Cannes Lions 2025 is set to start tomorrow, and Eventers is on the ground as press—ready to take it all in. From early morning panels to late-night beach talks, we’ll be diving deep into the sessions, the strategy, and the stories shaping the year ahead.
This year’s focus is clear: What are we building as an industry? What are the metrics that matter? And who’s driving the biggest shifts in marketing, media, and creativity?
Here are five themes we’ll be following closely:
The Creator CEO Era
The creator economy is growing up. No longer just influencers with brand deals, we’re now seeing creators step into roles as business operators, founders, and decision-makers.
One of the most anticipated sessions of the week, The New C-level: How Creator Entrepreneurism Is Reshaping Business, brings Colin and Samir together with Raina Penchansky (CEO of DBA/UTA). Expect honest takes on what’s changing: creators launching products, building media companies, and working with brands in ways that blur the lines between partnership and ownership.

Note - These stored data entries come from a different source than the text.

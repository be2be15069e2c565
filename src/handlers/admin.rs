use crate::error::AppResult;
use crate::middlewares::current_user_id;
use crate::models::*;
use crate::services::{BookingService, UserService};
use actix_web::{HttpRequest, HttpResponse, ResponseError, Result, web};
use serde_json::json;

async fn require_staff(user_service: &UserService, req: &HttpRequest) -> AppResult<()> {
    let user_id = current_user_id(req)?;
    user_service.require_staff(user_id).await.map(|_| ())
}

#[utoipa::path(
    get,
    path = "/admin/test-dates",
    tag = "admin",
    params(AdminTestDateQuery),
    security(
        ("bearer_auth" = [])
    ),
    responses(
        (status = 200, description = "Test dates with booking counts", body = PaginatedTestDates),
        (status = 400, description = "Bad filter or ordering"),
        (status = 403, description = "Staff only")
    )
)]
pub async fn list_test_dates(
    user_service: web::Data<UserService>,
    booking_service: web::Data<BookingService>,
    req: HttpRequest,
    query: web::Query<AdminTestDateQuery>,
) -> Result<HttpResponse> {
    if let Err(e) = require_staff(&user_service, &req).await {
        return Ok(e.error_response());
    }

    match booking_service.admin_list_test_dates(&query).await {
        Ok(page) => Ok(HttpResponse::Ok().json(json!({
            "success": true,
            "data": page
        }))),
        Err(e) => Ok(e.error_response()),
    }
}

#[utoipa::path(
    post,
    path = "/admin/test-dates",
    tag = "admin",
    request_body = CreateTestDateRequest,
    security(
        ("bearer_auth" = [])
    ),
    responses(
        (status = 201, description = "Test date created", body = TestDateResponse),
        (status = 400, description = "Invalid data or date already exists"),
        (status = 403, description = "Staff only")
    )
)]
pub async fn create_test_date(
    user_service: web::Data<UserService>,
    booking_service: web::Data<BookingService>,
    req: HttpRequest,
    request: web::Json<CreateTestDateRequest>,
) -> Result<HttpResponse> {
    if let Err(e) = require_staff(&user_service, &req).await {
        return Ok(e.error_response());
    }

    match booking_service.create_test_date(request.into_inner()).await {
        Ok(test_date) => Ok(HttpResponse::Created().json(json!({
            "success": true,
            "data": test_date
        }))),
        Err(e) => Ok(e.error_response()),
    }
}

#[utoipa::path(
    put,
    path = "/admin/test-dates/{id}",
    tag = "admin",
    params(
        ("id" = i64, Path, description = "Test date id")
    ),
    request_body = UpdateTestDateRequest,
    security(
        ("bearer_auth" = [])
    ),
    responses(
        (status = 200, description = "Test date updated", body = TestDateResponse),
        (status = 400, description = "Invalid data"),
        (status = 403, description = "Staff only"),
        (status = 404, description = "Test date not found")
    )
)]
pub async fn update_test_date(
    user_service: web::Data<UserService>,
    booking_service: web::Data<BookingService>,
    req: HttpRequest,
    path: web::Path<i64>,
    request: web::Json<UpdateTestDateRequest>,
) -> Result<HttpResponse> {
    if let Err(e) = require_staff(&user_service, &req).await {
        return Ok(e.error_response());
    }

    match booking_service
        .update_test_date(path.into_inner(), request.into_inner())
        .await
    {
        Ok(test_date) => Ok(HttpResponse::Ok().json(json!({
            "success": true,
            "data": test_date
        }))),
        Err(e) => Ok(e.error_response()),
    }
}

#[utoipa::path(
    delete,
    path = "/admin/test-dates/{id}",
    tag = "admin",
    params(
        ("id" = i64, Path, description = "Test date id")
    ),
    security(
        ("bearer_auth" = [])
    ),
    responses(
        (status = 200, description = "Test date and its bookings deleted"),
        (status = 403, description = "Staff only"),
        (status = 404, description = "Test date not found")
    )
)]
pub async fn delete_test_date(
    user_service: web::Data<UserService>,
    booking_service: web::Data<BookingService>,
    req: HttpRequest,
    path: web::Path<i64>,
) -> Result<HttpResponse> {
    if let Err(e) = require_staff(&user_service, &req).await {
        return Ok(e.error_response());
    }

    match booking_service.delete_test_date(path.into_inner()).await {
        Ok(()) => Ok(HttpResponse::Ok().json(ApiResponse::message("Test date deleted"))),
        Err(e) => Ok(e.error_response()),
    }
}

#[utoipa::path(
    get,
    path = "/admin/bookings",
    tag = "admin",
    params(AdminBookingQuery),
    security(
        ("bearer_auth" = [])
    ),
    responses(
        (status = 200, description = "All bookings, newest first", body = PaginatedBookings),
        (status = 403, description = "Staff only")
    )
)]
pub async fn list_bookings(
    user_service: web::Data<UserService>,
    booking_service: web::Data<BookingService>,
    req: HttpRequest,
    query: web::Query<AdminBookingQuery>,
) -> Result<HttpResponse> {
    if let Err(e) = require_staff(&user_service, &req).await {
        return Ok(e.error_response());
    }

    match booking_service.admin_list_bookings(&query).await {
        Ok(page) => Ok(HttpResponse::Ok().json(json!({
            "success": true,
            "data": page
        }))),
        Err(e) => Ok(e.error_response()),
    }
}

#[utoipa::path(
    get,
    path = "/admin/users",
    tag = "admin",
    params(AdminUserQuery),
    security(
        ("bearer_auth" = [])
    ),
    responses(
        (status = 200, description = "Users, newest first", body = PaginatedUsers),
        (status = 403, description = "Staff only")
    )
)]
pub async fn list_users(
    user_service: web::Data<UserService>,
    req: HttpRequest,
    query: web::Query<AdminUserQuery>,
) -> Result<HttpResponse> {
    if let Err(e) = require_staff(&user_service, &req).await {
        return Ok(e.error_response());
    }

    match user_service.admin_list_users(&query).await {
        Ok(page) => Ok(HttpResponse::Ok().json(json!({
            "success": true,
            "data": page
        }))),
        Err(e) => Ok(e.error_response()),
    }
}

#[utoipa::path(
    put,
    path = "/admin/users/{id}",
    tag = "admin",
    params(
        ("id" = i64, Path, description = "User id")
    ),
    request_body = AdminUpdateUserRequest,
    security(
        ("bearer_auth" = [])
    ),
    responses(
        (status = 200, description = "User updated", body = AdminUserResponse),
        (status = 400, description = "Invalid data"),
        (status = 403, description = "Staff only"),
        (status = 404, description = "User not found")
    )
)]
pub async fn update_user(
    user_service: web::Data<UserService>,
    req: HttpRequest,
    path: web::Path<i64>,
    request: web::Json<AdminUpdateUserRequest>,
) -> Result<HttpResponse> {
    if let Err(e) = require_staff(&user_service, &req).await {
        return Ok(e.error_response());
    }

    match user_service
        .admin_update_user(path.into_inner(), request.into_inner())
        .await
    {
        Ok(user) => Ok(HttpResponse::Ok().json(json!({
            "success": true,
            "data": user
        }))),
        Err(e) => Ok(e.error_response()),
    }
}

#[utoipa::path(
    post,
    path = "/admin/users/assign-proctor",
    tag = "admin",
    request_body = AssignProctorRequest,
    security(
        ("bearer_auth" = [])
    ),
    responses(
        (status = 200, description = "Proctor assigned", body = AssignProctorResponse),
        (status = 400, description = "No users selected or invalid name"),
        (status = 403, description = "Staff only")
    )
)]
pub async fn assign_proctor(
    user_service: web::Data<UserService>,
    req: HttpRequest,
    request: web::Json<AssignProctorRequest>,
) -> Result<HttpResponse> {
    if let Err(e) = require_staff(&user_service, &req).await {
        return Ok(e.error_response());
    }

    match user_service.assign_proctor(request.into_inner()).await {
        Ok(response) => Ok(HttpResponse::Ok().json(json!({
            "success": true,
            "data": response,
            "message": format!("Assigned {} to {} user(s)", response.proctor_name, response.updated)
        }))),
        Err(e) => Ok(e.error_response()),
    }
}

pub fn admin_config(cfg: &mut web::ServiceConfig) {
    cfg.service(
        web::scope("/admin")
            .route("/test-dates", web::get().to(list_test_dates))
            .route("/test-dates", web::post().to(create_test_date))
            .route("/test-dates/{id}", web::put().to(update_test_date))
            .route("/test-dates/{id}", web::delete().to(delete_test_date))
            .route("/bookings", web::get().to(list_bookings))
            .route("/users", web::get().to(list_users))
            .route("/users/assign-proctor", web::post().to(assign_proctor))
            .route("/users/{id}", web::put().to(update_user)),
    );
}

TikTok’s takeover of the Carlton Hotel backs this up. With creator networking, trend-building workshops, and real-time collaboration, they’re positioning themselves not just as a platform—but as the backbone of the next wave of brand-building.
Gen Z as Cultural Architects
At the Mastercard Villa on Tuesday, Axios is hosting a live conversation on how brands are building loyalty with Gen Z. With voices like Samir Chaudry, Laurie Lam (e.l.f. Beauty), Lindsay Peoples (The Cut), and Pinterest CEO Bill Ready, the focus is on what it takes to connect with a generation that expects more than content—they want purpose, personalisation, and participation.

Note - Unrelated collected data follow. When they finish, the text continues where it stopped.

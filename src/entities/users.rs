use chrono::{DateTime, Utc};
use sea_orm::entity::prelude::*;
use sea_orm::{DeriveActiveEnum, EnumIter};
use serde::{Deserialize, Serialize};
use utoipa::ToSchema;

/// Final placement or exam result decision.
#[derive(
    Debug, Clone, Serialize, Deserialize, PartialEq, Eq, ToSchema, DeriveActiveEnum, EnumIter,
)]
#[sea_orm(rs_type = "String", db_type = "Enum", enum_name = "user_decision")]
pub enum Decision {
    #[sea_orm(string_value = "Pass")]
    #[serde(rename = "Pass")]
    Pass,
    #[sea_orm(string_value = "Fail")]
    #[serde(rename = "Fail")]
    Fail,
    #[sea_orm(string_value = "ESL Bridge")]
    #[serde(rename = "ESL Bridge")]
    EslBridge,
    #[sea_orm(string_value = "ESL Full")]
    #[serde(rename = "ESL Full")]
    EslFull,
    #[sea_orm(string_value = "Conditional ESL Full")]
    #[serde(rename = "Conditional ESL Full")]
    ConditionalEslFull,
    #[sea_orm(string_value = "Conditional Pass")]
    #[serde(rename = "Conditional Pass")]
    ConditionalPass,
}

/// Platform through which a payment was made.
#[derive(
    Debug, Clone, Serialize, Deserialize, PartialEq, Eq, ToSchema, DeriveActiveEnum, EnumIter,
)]
#[sea_orm(rs_type = "String", db_type = "Enum", enum_name = "payment_provider")]
pub enum PaymentProvider {
    #[sea_orm(string_value = "Payme")]
    Payme,
    #[sea_orm(string_value = "Click")]
    Click,
    #[sea_orm(string_value = "Xazna")]
    Xazna,
}

/// Payment status synchronized from the provider.
#[derive(
    Debug,
    Clone,
    Default,
    Serialize,
    Deserialize,
    PartialEq,
    Eq,
    ToSchema,
    DeriveActiveEnum,
    EnumIter,
)]
#[sea_orm(rs_type = "String", db_type = "Enum", enum_name = "payment_status_auto")]
pub enum PaymentStatus {
    #[default]
    #[sea_orm(string_value = "Pending")]
    Pending,
    #[sea_orm(string_value = "Paid")]
    Paid,
    #[sea_orm(string_value = "Failed")]
    Failed,
    #[sea_orm(string_value = "Refunded")]
    Refunded,
}

impl std::fmt::Display for Decision {
    fn fmt(&self, f: &mut std::fmt::Formatter<'_>) -> std::fmt::Result {
        match self {
            Decision::Pass => write!(f, "Pass"),
            Decision::Fail => write!(f, "Fail"),
            Decision::EslBridge => write!(f, "ESL Bridge"),
            Decision::EslFull => write!(f, "ESL Full"),
            Decision::ConditionalEslFull => write!(f, "Conditional ESL Full"),
            Decision::ConditionalPass => write!(f, "Conditional Pass"),
        }
    }
}

#[derive(Clone, Debug, PartialEq, DeriveEntityModel, Eq)]
#[sea_orm(table_name = "users")]
pub struct Model {
    #[sea_orm(primary_key)]
    pub id: i64,
    #[sea_orm(unique)]
    pub email: String,
    pub password_hash: String,
    pub first_name: String,
    pub last_name: String,
    #[sea_orm(unique)]
    pub phone: Option<String>,
    pub image: Option<String>,
    #[sea_orm(unique)]
    pub passport_id: Option<String>,
    pub payment_status: Option<String>,
    pub attendance: Option<String>,
    pub proctor: Option<String>,
    pub listening_score: Option<i32>,
    pub gvr_score: Option<i32>,
    pub total_score: Option<i32>,
    pub writing_score: Option<i32>,
    pub cefr_level: Option<String>,
    pub slate_status: Option<String>,
    pub decision: Option<Decision>,
    pub payment_provider: Option<PaymentProvider>,
    pub transaction_id: Option<String>,
    pub amount_paid: Option<i64>, // cents
    pub payment_status_auto: PaymentStatus,
    pub payment_date: Option<DateTime<Utc>>,
    pub is_active: bool,
    pub is_staff: bool,
    pub is_superuser: bool,
    pub is_bachelor: bool,
    pub last_login: Option<DateTime<Utc>>,
    pub created_at: Option<DateTime<Utc>>,
    pub updated_at: Option<DateTime<Utc>>,
}

#[derive(Copy, Clone, Debug, EnumIter, DeriveRelation)]
pub enum Relation {
    #[sea_orm(has_many = "super::bookings::Entity")]
    Bookings,
}

impl Related<super::bookings::Entity> for Entity {
    fn to() -> RelationDef {
        Relation::Bookings.def()
    }
}

impl ActiveModelBehavior for ActiveModel {}

impl Model {
    pub fn full_name(&self) -> String {
        format!("{} {}", self.first_name, self.last_name)
    }
}

#[cfg(test)]
impl Model {
    /// A plain inactive applicant, for tests.
    pub fn sample(id: i64, email: &str) -> Self {
        Self {
            id,
            email: email.to_string(),
            password_hash: String::new(),
            first_name: "Test".to_string(),
            last_name: "User".to_string(),
            phone: None,
            image: None,
            passport_id: None,
            payment_status: None,
            attendance: None,
            proctor: None,
            listening_score: None,
            gvr_score: None,
            total_score: None,
            writing_score: None,
            cefr_level: None,
            slate_status: None,
            decision: None,
            payment_provider: None,
            transaction_id: None,
            amount_paid: None,
            payment_status_auto: PaymentStatus::Pending,
            payment_date: None,
            is_active: false,
            is_staff: false,
            is_superuser: false,
            is_bachelor: false,
            last_login: None,
            created_at: None,
            updated_at: None,
        }
    }
}
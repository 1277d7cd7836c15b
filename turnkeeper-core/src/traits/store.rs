//! Turn state persistence trait

use crate::state::TurnState;
use crate::storage::PersistedRecord;

/// Errors from saving turn state
#[derive(Debug, Clone, Copy, PartialEq, Eq)]
#[cfg_attr(feature = "defmt", derive(defmt::Format))]
pub enum StoreError {
    /// Sector erase failed
    Erase,
    /// Page program failed
    Program,
}

/// Durable home for the turn state
pub trait StateStore {
    /// Read the stored record
    ///
    /// Returns `None` when nothing valid is stored. Range checks and
    /// default substitution are up to the caller.
    fn load(&mut self) -> Option<PersistedRecord>;

    /// Replace the stored record with `state`
    fn save(&mut self, state: &TurnState) -> Result<(), StoreError>;
}
//! Turn controller
//!
//! Holds the current holder and how many turns they have left, and
//! applies button releases to it:
//!
//! - Take: one turn used. When none remain the next participant becomes
//!   holder with a single turn.
//! - Defer: one extra turn for the holder, capped at `MAX_TURNS`.
//!
//! A zero turn count never escapes `take`; it is normalized in the same
//! call that produced it.

use super::events::{InputEdge, Source};
use crate::storage::PersistedRecord;

/// Fewest turns a holder can have
pub const MIN_TURNS: u8 = 1;

/// Most turns a holder can accumulate
pub const MAX_TURNS: u8 = 3;

/// Complete device state
#[derive(Debug, Clone, Copy, PartialEq, Eq)]
#[cfg_attr(feature = "defmt", derive(defmt::Format))]
pub struct TurnState {
    /// Index into the participant list
    pub holder_index: u8,
    /// Turns left for the holder, always in `MIN_TURNS..=MAX_TURNS`
    pub remaining_turns: u8,
}

impl Default for TurnState {
    fn default() -> Self {
        Self::INITIAL
    }
}

impl TurnState {
    /// First participant, one turn
    pub const INITIAL: Self = Self {
        holder_index: 0,
        remaining_turns: MIN_TURNS,
    };

    /// Check the state against a participant count
    pub fn is_valid(&self, participants: u8) -> bool {
        self.holder_index < participants
            && (MIN_TURNS..=MAX_TURNS).contains(&self.remaining_turns)
    }
}

/// Result of applying one edge
#[derive(Debug, Clone, Copy, PartialEq, Eq)]
#[cfg_attr(feature = "defmt", derive(defmt::Format))]
pub enum Transition {
    /// Nothing changed (press edge, or defer at the cap)
    Ignored,
    /// Turn count changed, same holder
    Redraw,
    /// Holder rotated; `from` is the previous holder index
    Advance { from: u8 },
}

impl Transition {
    /// Whether the state changed and must be persisted
    pub fn is_accepted(&self) -> bool {
        !matches!(self, Transition::Ignored)
    }
}

/// Owns the `TurnState` and applies edges to it
#[derive(Debug, Clone)]
pub struct TurnController {
    state: TurnState,
    participants: u8,
}

impl TurnController {
    /// Fresh controller in the initial state
    ///
    /// A participant count of zero is treated as one.
    pub fn new(participants: u8) -> Self {
        Self {
            state: TurnState::INITIAL,
            participants: participants.max(1),
        }
    }

    /// Controller resumed from a stored record
    ///
    /// Missing records and records whose values are out of range for
    /// this participant count both fall back to the initial state.
    pub fn restore(participants: u8, saved: Option<PersistedRecord>) -> Self {
        let mut controller = Self::new(participants);
        if let Some(record) = saved {
            let state = record.state();
            if state.is_valid(controller.participants) {
                controller.state = state;
            }
        }
        controller
    }

    /// Current state
    pub fn state(&self) -> TurnState {
        self.state
    }

    /// Participant count
    pub fn participants(&self) -> u8 {
        self.participants
    }

    /// Apply one debounced edge
    pub fn handle(&mut self, edge: InputEdge) -> Transition {
        if !edge.is_release() {
            return Transition::Ignored;
        }
        match edge.source {
            Source::Take => self.take(),
            Source::Defer => self.defer(),
        }
    }

    fn take(&mut self) -> Transition {
        let remaining = self.state.remaining_turns.saturating_sub(1);
        if remaining == 0 {
            let from = self.state.holder_index;
            self.state = TurnState {
                holder_index: (from + 1) % self.participants,
                remaining_turns: MIN_TURNS,
            };
            Transition::Advance { from }
        } else {
            self.state.remaining_turns = remaining;
            Transition::Redraw
        }
    }

    fn defer(&mut self) -> Transition {
        if self.state.remaining_turns >= MAX_TURNS {
            return Transition::Ignored;
        }
        self.state.remaining_turns += 1;
        Transition::Redraw
    }
}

The session will explore loyalty strategies, AI-driven personalisation, creator collaboration, and the changing expectations Gen Z brings to every interaction.

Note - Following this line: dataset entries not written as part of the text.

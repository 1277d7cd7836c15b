//! Packed 1-bit framebuffer
//!
//! The buffer uses the controller's page layout: each byte is one column
//! of eight vertically adjacent pixels (bit 0 = top row of the page),
//! pages run top to bottom and columns left to right. Pushing the frame
//! is then a straight copy of the bytes.
//!
//! Every drawing call clips silently. Pixels outside the panel are
//! dropped so layout code may overshoot the edges freely.

use super::font::{glyph, GLYPH_ADVANCE, GLYPH_HEIGHT};

/// Panel width in pixels
pub const WIDTH: i16 = 128;

/// Panel height in pixels
pub const HEIGHT: i16 = 64;

/// Number of 8-row pages
pub const PAGES: usize = (HEIGHT as usize + 7) / 8;

/// Buffer size in bytes
pub const BUFFER_LEN: usize = WIDTH as usize * PAGES;

/// Off-screen monochrome frame
#[derive(Clone, PartialEq, Eq)]
pub struct Framebuffer {
    buf: [u8; BUFFER_LEN],
}

impl Default for Framebuffer {
    fn default() -> Self {
        Self::new()
    }
}

impl core::fmt::Debug for Framebuffer {
    fn fmt(&self, f: &mut core::fmt::Formatter<'_>) -> core::fmt::Result {
        let lit = self.buf.iter().map(|b| b.count_ones()).sum::<u32>();
        write!(f, "Framebuffer({}x{}, {} lit)", WIDTH, HEIGHT, lit)
    }
}

impl Framebuffer {
    /// Create a blank (all off) framebuffer
    pub const fn new() -> Self {
        Self {
            buf: [0; BUFFER_LEN],
        }
    }

    /// Raw bytes in page-major order
    pub fn as_bytes(&self) -> &[u8] {
        &self.buf
    }

    /// Bytes of a single page (one column byte per x), `None` past the last page
    pub fn page(&self, page: usize) -> Option<&[u8]> {
        let start = page.checked_mul(WIDTH as usize)?;
        self.buf.get(start..start + WIDTH as usize)
    }

    /// Byte index and bit mask for a pixel, `None` when off-panel
    fn locate(x: i16, y: i16) -> Option<(usize, u8)> {
        if !(0..WIDTH).contains(&x) || !(0..HEIGHT).contains(&y) {
            return None;
        }
        let (x, y) = (x as usize, y as usize);
        Some((x + (y / 8) * WIDTH as usize, 1 << (y % 8)))
    }

    /// Read back a pixel; off-panel reads as off
    pub fn pixel(&self, x: i16, y: i16) -> bool {
        match Self::locate(x, y) {
            Some((idx, mask)) => self.buf[idx] & mask != 0,
            None => false,
        }
    }

    /// Set or clear a single pixel
    pub fn set_pixel(&mut self, x: i16, y: i16, on: bool) {
        if let Some((idx, mask)) = Self::locate(x, y) {
            if on {
                self.buf[idx] |= mask;
            } else {
                self.buf[idx] &= !mask;
            }
        }
    }

    /// Fill the whole frame with one colour
    pub fn clear(&mut self, fill: bool) {
        self.buf.fill(if fill { 0xFF } else { 0x00 });
    }

    /// Draw a line with integer Bresenham stepping
    pub fn draw_line(&mut self, x0: i16, y0: i16, x1: i16, y1: i16, on: bool) {
        // Widen so long off-panel lines cannot overflow the error term
        let (mut x, mut y) = (x0 as i32, y0 as i32);
        let (x1, y1) = (x1 as i32, y1 as i32);

        let dx = (x1 - x).abs();
        let dy = -(y1 - y).abs();
        let sx = if x < x1 { 1 } else { -1 };
        let sy = if y < y1 { 1 } else { -1 };
        let mut err = dx + dy;

        loop {
            self.set_pixel(x as i16, y as i16, on);
            if x == x1 && y == y1 {
                break;
            }
            let e2 = 2 * err;
            if e2 >= dy {
                err += dy;
                x += sx;
            }
            if e2 <= dx {
                err += dx;
                y += sy;
            }
        }
    }

    /// Horizontal run of `w` pixels
    fn hline(&mut self, x: i16, y: i16, w: i16, on: bool) {
        if !(0..HEIGHT).contains(&y) {
            return;
        }
        let x_start = x.max(0);
        let x_end = x.saturating_add(w).min(WIDTH);
        for px in x_start..x_end {
            self.set_pixel(px, y, on);
        }
    }

    /// Vertical run of `h` pixels
    fn vline(&mut self, x: i16, y: i16, h: i16, on: bool) {
        if !(0..WIDTH).contains(&x) {
            return;
        }
        let y_start = y.max(0);
        let y_end = y.saturating_add(h).min(HEIGHT);
        for py in y_start..y_end {
            self.set_pixel(x, py, on);
        }
    }

    /// Rectangle outline; zero or negative size draws nothing
    pub fn draw_rect(&mut self, x: i16, y: i16, w: i16, h: i16, on: bool) {
        if w <= 0 || h <= 0 {
            return;
        }
        let right = x.saturating_add(w - 1);
        let bottom = y.saturating_add(h - 1);
        self.hline(x, y, w, on);
        self.hline(x, bottom, w, on);
        self.vline(x, y, h, on);
        self.vline(right, y, h, on);
    }

    /// Filled rectangle; zero or negative size draws nothing
    pub fn fill_rect(&mut self, x: i16, y: i16, w: i16, h: i16, on: bool) {
        if w <= 0 || h <= 0 {
            return;
        }
        let y_start = y.max(0);
        let y_end = y.saturating_add(h).min(HEIGHT);
        for py in y_start..y_end {
            self.hline(x, py, w, on);
        }
    }

    /// Draw one character at scale 1
    pub fn draw_char(&mut self, x: i16, y: i16, c: char, on: bool) {
        self.draw_char_scaled(x, y, c, 1, on);
    }

    /// Draw one character, each glyph pixel replicated into a
    /// `scale` x `scale` block. Unset glyph bits are left untouched.
    pub fn draw_char_scaled(&mut self, x: i16, y: i16, c: char, scale: u8, on: bool) {
        let s = scale.max(1) as i16;
        for (col, bits) in glyph(c).iter().enumerate() {
            for row in 0..GLYPH_HEIGHT {
                if bits & (1 << row) == 0 {
                    continue;
                }
                let px = x.saturating_add(col as i16 * s);
                let py = y.saturating_add(row * s);
                if s == 1 {
                    self.set_pixel(px, py, on);
                } else {
                    self.fill_rect(px, py, s, s, on);
                }
            }
        }
    }

    /// Draw a string at scale 1
    pub fn draw_string(&mut self, x: i16, y: i16, text: &str, on: bool) {
        self.draw_string_scaled(x, y, text, 1, on);
    }

    /// Draw a string left to right with a one pixel gap (scaled) between glyphs
    pub fn draw_string_scaled(&mut self, x: i16, y: i16, text: &str, scale: u8, on: bool) {
        let advance = GLYPH_ADVANCE * scale.max(1) as i16;
        let mut cx = x;
        for c in text.chars() {
            self.draw_char_scaled(cx, y, c, scale, on);
            cx = cx.saturating_add(advance);
        }
    }

    /// Width taken by `text` at `scale`, including the trailing gap
    pub fn text_width(text: &str, scale: u8) -> i16 {
        let n = text.chars().count().min(i16::MAX as usize) as i16;
        n.saturating_mul(GLYPH_ADVANCE * scale.max(1) as i16)
    }

    /// Height of a text line at `scale`
    pub fn text_height(scale: u8) -> i16 {
        GLYPH_HEIGHT * scale.max(1) as i16
    }
}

Another must-see is Neurodivergent Minds from Havas, exploring the creative edge of neurodiversity. With over half of Gen Z identifying as neurodivergent, this session argues that brands can’t afford to treat inclusion as a side topic. Featuring Lola Young, Yannick Bolloré, and Renee Connolly, it’s set to present a benchmark on embedding neurodiverse thinking into strategy, innovation, and team culture.
Creativity as Business Capability
Apple opens the festival with Human After All, their look behind the work that earned them the 2025 Creative Marketer of the Year award. This isn’t just a highlight reel. It’s a case study in how emotional, distinctive storytelling can drive long-term commercial value.
That same focus on effectiveness runs throughout the Creative Impact content stream. The CMOs in the Spotlight sessions bring together leaders from Mars, Amazon, Novartis, Philips, McDonald’s, and Kimberly-Clark—including speakers like Josefien Olij, Morgan Flatley, and Patricia Corsi. Across these sessions, a consistent message emerges: marketing is becoming a systems function, spanning brand, performance, experience, and internal storytelling.
Key topics include:
- What are the most important marketing investment areas right now?
- How do CMOs communicate the value of creativity within their organisations?
- What skills and structures will define the next generation of marketing leadership?
AI as Operational Infrastructure
AI won’t dominate the stage this year—but it will shape almost every conversation. In sessions like TikTok’s Combined Intelligence, AI is presented as infrastructure: powering workflows, enabling testing, surfacing insights. Not as the big idea—but as the system that helps teams move faster and smarter.
YouTube CEO Neal Mohan will also reflect on two decades of platform evolution in What 20 Years of YouTube Reveals About Creativity’s Future. Expect reflections on how AI fits into content distribution and creation without overshadowing the human touch.
Microsoft’s Mustafa Suleyman joins Colleen DeCourcy for AI and the Future of Creativity, a keynote focused on the long-term implications of agentic AI. The conversation will touch on how AI companions might reshape the relationship between brands and audiences, and what that means for creative work, brand identity, and decision-making. Expect a deeper dive into the friction—and potential—between automation and originality.
Late-Night Lessons in Brand Building
One of the more unexpected entries in the week’s agenda is The Late-Night Hustle, featuring Jimmy Fallon, Savannah Guthrie, and Bozoma Saint John. While it might sound like a media panel, the conversation will focus on how Fallon’s blend of entertainment and marketing has created a new kind of branded platform—part show, part business engine.
The conversation will explore how brands can show up in cultural spaces without losing relevance, and what happens when creative control shifts to talent rather than teams.
Final Take
There’s no single headline at Cannes Lions 2025. But across the sessions, a few common threads stand out: clearer thinking, better systems, and a more grounded view of where creativity meets business.
For anyone navigating the next chapter of marketing, the conversations unfolding in Cannes will offer plenty to take home, reflect on, and build from.
Eventers will be following it all closely.